Skype Translator uses machine learning to get better at converting text to speech, and also to become more adept at translation. That means the more it hears a word used in conversation, the better it will be at translating it accurately and using it in the proper context.
The children in the video are using pretty basic vocabulary and sentence construction, but in theory, given enough practice and fine-tuning Skype Translator will be able to translate more complicated phrases and sentences. Microsoft has also been working to allow the service to handle partial sentences, and scenarios in which one speaker cuts off another’s words. It’s still a long way from being able to handle all the complexities of everyday conversation, but Microsoft wants Skype Translator to be able to understand the nuances and intonation of language, not just the words.
How well does it work in real life?

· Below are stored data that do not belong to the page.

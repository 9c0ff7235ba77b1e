// Copyright 2026 the Bracken Authors
// SPDX-License-Identifier: Apache-2.0 OR MIT

//! Per-device state: the mutable record behind each [`DeviceId`].
//!
//! [`DeviceState`] is owned by the tracker and updated on every sample; the
//! previous position/modifiers/timestamp are kept so handlers can compute
//! deltas without their own history.
//!
//! [`DeviceId`]: crate::types::DeviceId

use alloc::string::String;
use kurbo::Point;

use crate::types::{DeviceKind, Modifiers};

/// The mutable record for one registered device.
///
/// Scalar fields (position, modifiers, time) are overwritten on every sample
/// with the prior values saved first. The attached surface and tracked target
/// are mutated only by the tracker's transition logic.
#[derive(Clone, Debug)]
pub struct DeviceState<E, S> {
    pub(crate) generation: u32,
    kind: DeviceKind,
    name: String,
    position: Point,
    previous_position: Point,
    modifiers: Modifiers,
    previous_modifiers: Modifiers,
    time: u64,
    previous_time: u64,
    click_count: u32,
    pub(crate) surface: Option<S>,
    pub(crate) target: Option<E>,
}

impl<E: Copy, S: Copy> DeviceState<E, S> {
    pub(crate) fn new(generation: u32, kind: DeviceKind, name: String) -> Self {
        Self {
            generation,
            kind,
            name,
            position: Point::ZERO,
            previous_position: Point::ZERO,
            modifiers: Modifiers::empty(),
            previous_modifiers: Modifiers::empty(),
            time: 0,
            previous_time: 0,
            click_count: 0,
            surface: None,
            target: None,
        }
    }

    /// Overwrite the scalar sample state, saving the prior values first.
    pub(crate) fn record_sample(&mut self, position: Point, modifiers: Modifiers, time: u64) {
        self.previous_position = self.position;
        self.previous_modifiers = self.modifiers;
        self.previous_time = self.time;
        self.position = position;
        self.modifiers = modifiers;
        self.time = time;
    }

    /// The device's capability class.
    pub fn kind(&self) -> DeviceKind {
        self.kind
    }

    /// Human-readable device name.
    pub fn name(&self) -> &str {
        &self.name
    }

    /// Position recorded by the most recent sample.
    pub fn position(&self) -> Point {
        self.position
    }

    /// Position recorded by the sample before the most recent one.
    pub fn previous_position(&self) -> Point {
        self.previous_position
    }

    /// Modifier state recorded by the most recent sample.
    pub fn modifiers(&self) -> Modifiers {
        self.modifiers
    }

    /// Modifier state recorded by the sample before the most recent one.
    pub fn previous_modifiers(&self) -> Modifiers {
        self.previous_modifiers
    }

    /// Timestamp of the most recent sample, in milliseconds.
    pub fn time(&self) -> u64 {
        self.time
    }

    /// Timestamp of the sample before the most recent one.
    pub fn previous_time(&self) -> u64 {
        self.previous_time
    }

    /// Click count as maintained by the host's multi-click policy.
    pub fn click_count(&self) -> u32 {
        self.click_count
    }

    pub(crate) fn set_click_count(&mut self, count: u32) {
        self.click_count = count;
    }

    /// The surface this device is attached to, if any.
    pub fn surface(&self) -> Option<S> {
        self.surface
    }

    /// The element this device currently rests on, if any.
    ///
    /// Non-null only for [`DeviceKind::Pointer`] devices attached to a
    /// surface.
    pub fn tracked_target(&self) -> Option<E> {
        self.target
    }
}

#[cfg(test)]
mod tests {
    use super::*;
    use alloc::string::ToString;

    #[test]
    fn record_sample_saves_previous() {
        let mut dev: DeviceState<u32, u32> =
            DeviceState::new(1, DeviceKind::Pointer, "test pointer".to_string());

        dev.record_sample(Point::new(10.0, 20.0), Modifiers::SHIFT, 100);
        assert_eq!(dev.position(), Point::new(10.0, 20.0));
        assert_eq!(dev.previous_position(), Point::ZERO);
        assert_eq!(dev.previous_time(), 0);

        dev.record_sample(Point::new(30.0, 40.0), Modifiers::empty(), 116);
        assert_eq!(dev.previous_position(), Point::new(10.0, 20.0));
        assert_eq!(dev.previous_modifiers(), Modifiers::SHIFT);
        assert_eq!(dev.previous_time(), 100);
        assert_eq!(dev.time(), 116);
    }

    #[test]
    fn fresh_device_is_detached() {
        let dev: DeviceState<u32, u32> =
            DeviceState::new(1, DeviceKind::Keyboard, "kbd".to_string());
        assert_eq!(dev.kind(), DeviceKind::Keyboard);
        assert_eq!(dev.surface(), None);
        assert_eq!(dev.tracked_target(), None);
        assert_eq!(dev.click_count(), 0);
    }
}
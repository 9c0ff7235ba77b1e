// Copyright 2026 the Bracken Authors
// SPDX-License-Identifier: Apache-2.0 OR MIT

//! Basic crossing synthesis over a small scene.
//!
//! A mouse wanders across a surface with two buttons. Watch the Enter/Leave
//! sequence: entering from outside crosses the surface root before the
//! button, and moving between siblings leaves one before entering the other.
//!
//! Run:
//! - `cargo run -p bracken_demos --example crossing_basics`

use bracken_crossing::tracker::CrossingTracker;
use bracken_crossing::types::{Crossing, DeviceKind, Modifiers, Sample};
use bracken_scene::{ElementDesc, ElementId, Scene, SurfaceId};
use kurbo::{Point, Rect};

fn main() {
    let mut scene = Scene::new();
    let root = scene.insert(
        None,
        ElementDesc {
            bounds: Rect::new(0.0, 0.0, 400.0, 300.0),
            ..Default::default()
        },
    );
    let ok_button = scene.insert(
        Some(root),
        ElementDesc {
            bounds: Rect::new(40.0, 200.0, 180.0, 260.0),
            z_index: 1,
            ..Default::default()
        },
    );
    let cancel_button = scene.insert(
        Some(root),
        ElementDesc {
            bounds: Rect::new(220.0, 200.0, 360.0, 260.0),
            z_index: 1,
            ..Default::default()
        },
    );
    let surface = scene.add_surface(root).unwrap();
    println!("root={root:?} ok={ok_button:?} cancel={cancel_button:?}");

    let mut tracker = CrossingTracker::new();
    let mouse = tracker.add_device(DeviceKind::Pointer, "demo mouse");

    let mut sink = |c: &Crossing<ElementId, SurfaceId>| {
        println!(
            "  {:?} source={:?} related={:?} at={:?} t={}",
            c.kind, c.source, c.related, c.position, c.time
        );
    };

    let mut feed = |tracker: &mut CrossingTracker<ElementId, SurfaceId>,
                    scene: &mut Scene,
                    label: &str,
                    x: f64,
                    y: f64,
                    time: u64| {
        println!("== {label} ==");
        let target = tracker.process_sample(
            scene,
            &mut sink,
            mouse,
            Sample {
                position: Point::new(x, y),
                modifiers: Modifiers::empty(),
                time,
                surface: Some(surface),
            },
        );
        println!("  target is now {target:?}");
    };

    feed(&mut tracker, &mut scene, "over the OK button", 100.0, 230.0, 10);
    feed(&mut tracker, &mut scene, "still over OK (no events)", 120.0, 230.0, 20);
    feed(&mut tracker, &mut scene, "over to Cancel", 300.0, 230.0, 30);
    feed(&mut tracker, &mut scene, "onto empty surface area", 200.0, 50.0, 40);
}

Surprisingly well, says Lance Ulanoff of Mashable. “The translation is about as close-to-instant as you can get and appears to be at least 90% accurate,” he writes. “Once I got used to it, it didn’t impede my conversation.... I even noted that many of my verbal ticks, like ‘uh’s’ and ‘umm’s,’ were missing from the spoken and written translations.”
Microsoft hopes that data gathered from early users will make the service even more accurate, and that it will be able to adjust to different accents and verbal habits.
The sign-up page for Skype Translator preview is still open, though Microsoft doesn’t promise instant access to everyone who signs up. The service works with mobile and desktop versions of Windows 8.1 and Windows 10 preview.